Have you ever started crying in the supermarket? And not because you are exhausted and cannot find the pickled asparagus, but because you find an item so unexpected, so perfect for your family, so symbolic of your personal journey and the journey of your people that you are overwhelmed with gratitude? I know. It takes a lot for one food to stand for all that, but the box of gluten free matzah did it for me.

Matzah is the bread of affliction, the unleavened bread our ancestors ate when they left Egypt so quickly they didn't have time for the bread to rise. It's not particularly tasty, but it does have a distinctive look and an important ritual function. How could you eat matzah and bitter herbs with no matzah? How could you find the afikomen with no maztah to hide?

When I lived in Minneapolis fifteen years ago, I went shopping for Passover at very nice grocery store and couldn't find the maztah. I asked a manager, and he said, "Oh that Jewish bread, I think we have some in the cracker aisle." (You should have heard what happened when I asked the butcher for a shank bone.) Jews are only 2% of the population. I'm sure there are still plenty of parts of the country where you can't find the ritual foods to help mark one of the most important holidays on the Jewish calendar. That's certainly not true in Seattle, however. My sister brought home the maztah six pack. But gluten-free matzah, that's a different story.

You can certainly mail order gluten free matzah--if you plan two months ahead of time and don't mind spending thirty dollars. I never got my act that much together. Instead, my fabulous, non-Jewish partner, has been making the gluten free maztah every year. (He also makes the gluten free carrot soufflé, gluten free maztah balls, and chicken for 23, so he didn't mind have something taken off his plate.) The first few years it looked so/so and was pretty much inedible. Definitely ritual purposes only. The last few years he found a better recipe, and it was pretty good. It looked pretty good too, but, of course, it didn't look exactly like regular matzah.

Being able to provide my children with gluten free food that makes them feel just like everyone else at this holiday that is central to their identity and mine, a miracle.

David's parsley is still alive

You have to understand just how non-green my thumb is to understand what a miracle this is. David planted his parsley seeds at Sunday School. I managed to put the pot in just the wrong place in the car, so by the time we arrived home half the dirt had spilled over the trunk. As I shoved the dirt back in, I didn't even know if there were any seeds left to try to sprout.

But, I put the little pot over the sink, and that reminded me to water occasionally. We only have two other plants in the whole house, and they are only alive because Rose is in charge of watering them. Really, no green thumb.

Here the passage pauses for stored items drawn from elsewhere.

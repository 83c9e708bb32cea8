/// Result alias used throughout the simulation crate.
pub type SimResult<T> = Result<T, SimError>;

/// Errors raised by the simulation engine.
#[derive(Debug, thiserror::Error)]
pub enum SimError {
    /// A configuration parameter lies outside its supported domain.
    #[error("invalid configuration for `{field}`: {reason}")]
    InvalidConfig {
        /// Name of the offending parameter.
        field: &'static str,
        /// What is wrong with it.
        reason: String,
    },

    /// The engine was ticked or stopped after it had already stopped.
    #[error("simulation has already stopped")]
    Stopped,
}
use rand::SeedableRng;
use rand::rngs::StdRng;

use crate::clock::SimClock;
use crate::config::SimConfig;
use crate::context::SimContext;
use crate::drift::DriftSystem;
use crate::error::{SimError, SimResult};
use crate::event::{EventLog, SimEvent, SimEventKind};
use crate::field::WeedField;
use crate::report::ShutdownReport;
use crate::spawn::SpawnSystem;
use crate::system::System;

/// Lifecycle of a simulation run.
#[derive(Debug, Clone, Copy, PartialEq, Eq)]
pub enum RunState {
    /// Ticks are accepted.
    Running,
    /// Terminal. No further spawns or updates happen.
    Stopped,
}

/// The top-level simulation orchestrator.
///
/// Owns the weed field, clock, RNG, event log, and registered systems.
/// A new simulation registers the spawn system followed by the drift system,
/// so a weed is advanced on the same tick it appears.
pub struct Simulation {
    config: SimConfig,
    field: WeedField,
    clock: SimClock,
    rng: StdRng,
    events: EventLog,
    systems: Vec<Box<dyn System>>,
    state: RunState,
}

impl std::fmt::Debug for Simulation {
    fn fmt(&self, f: &mut std::fmt::Formatter<'_>) -> std::fmt::Result {
        f.debug_struct("Simulation")
            .field("tick", &self.clock.tick())
            .field("weeds", &self.field.len())
            .field("systems", &self.systems.len())
            .field("state", &self.state)
            .finish()
    }
}

impl Simulation {
    /// Create a running simulation with the spawn and drift systems.
    pub fn new(config: SimConfig) -> SimResult<Self> {
        let mut sim = Self::bare(config)?;
        sim.add_system(SpawnSystem::new());
        sim.add_system(DriftSystem::new());
        Ok(sim)
    }

    /// Create a running simulation with no systems registered.
    pub fn bare(config: SimConfig) -> SimResult<Self> {
        config.validate()?;
        let clock = SimClock::new(config.tick_interval);
        let rng = StdRng::seed_from_u64(config.seed);
        let events = EventLog::new(config.max_events);
        Ok(Self {
            config,
            field: WeedField::new(),
            clock,
            rng,
            events,
            systems: Vec::new(),
            state: RunState::Running,
        })
    }

    /// Register a system. Systems are ticked in registration order.
    pub fn add_system<S: System + 'static>(&mut self, system: S) {
        self.systems.push(Box::new(system));
    }

    /// Advance the simulation by one tick.
    pub fn tick(&mut self) -> SimResult<()> {
        if self.state == RunState::Stopped {
            return Err(SimError::Stopped);
        }

        self.clock.advance();

        let mut ctx = SimContext {
            field: &mut self.field,
            config: &self.config,
            clock: &self.clock,
            events: &mut self.events,
            rng: &mut self.rng,
        };
        for system in &mut self.systems {
            system.tick(&mut ctx)?;
        }
        Ok(())
    }

    /// Advance the simulation by `n` ticks.
    pub fn run(&mut self, n: u64) -> SimResult<()> {
        for _ in 0..n {
            self.tick()?;
        }
        Ok(())
    }

    /// Transition to [`RunState::Stopped`] and produce the shutdown report.
    ///
    /// Succeeds exactly once per simulation.
    pub fn stop(&mut self) -> SimResult<ShutdownReport> {
        if self.state == RunState::Stopped {
            return Err(SimError::Stopped);
        }
        self.state = RunState::Stopped;

        let population = self.field.len();
        let tick = self.clock.tick();
        tracing::info!(tick, population, "simulation stopped");
        self.events.push(SimEvent::new(
            tick,
            SimEventKind::Stopped { population },
            format!("stopped after {tick} ticks with {population} weeds"),
        ));

        Ok(ShutdownReport::from_field(
            &self.field,
            self.config.coordinates,
            tick,
        ))
    }

    /// Read-only view of every weed, for rendering.
    pub fn field(&self) -> &WeedField {
        &self.field
    }

    /// The run configuration.
    pub fn config(&self) -> &SimConfig {
        &self.config
    }

    /// The simulation clock.
    pub fn clock(&self) -> &SimClock {
        &self.clock
    }

    /// The event log.
    pub fn events(&self) -> &EventLog {
        &self.events
    }

    /// Current lifecycle state.
    pub fn state(&self) -> RunState {
        self.state
    }

    /// Return `true` until [`Simulation::stop`] has been called.
    pub fn is_running(&self) -> bool {
        self.state == RunState::Running
    }

    /// Access a system by downcasting to a concrete type.
    pub fn get_system<T: System + 'static>(&self) -> Option<&T> {
        self.systems
            .iter()
            .find_map(|s| s.as_any().downcast_ref::<T>())
    }

    /// Access a system mutably by downcasting to a concrete type.
    pub fn get_system_mut<T: System + 'static>(&mut self) -> Option<&mut T> {
        self.systems
            .iter_mut()
            .find_map(|s| s.as_any_mut().downcast_mut::<T>())
    }

    /// The number of ticks run so far.
    pub fn current_tick(&self) -> u64 {
        self.clock.tick()
    }
}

David's parsley not only sprouted, but it has grown to a respectable size. Tonight, I'll have him cut it and wash it and put it on the seder plate.

room at the table

I love the fact that our seder is a collective family affair. My sister, mom, and I put it on together at my mom's house. We have certain guests that always come. Great continuity, but it means I haven't been able to invite many of my friends. I've been hoping to invite Deirdre and family for ten years now, and there seriously has been no room. This year one guest went to her synagogue's seder, another was out-of-town, and Deirdre gets to come. It's going to be fun!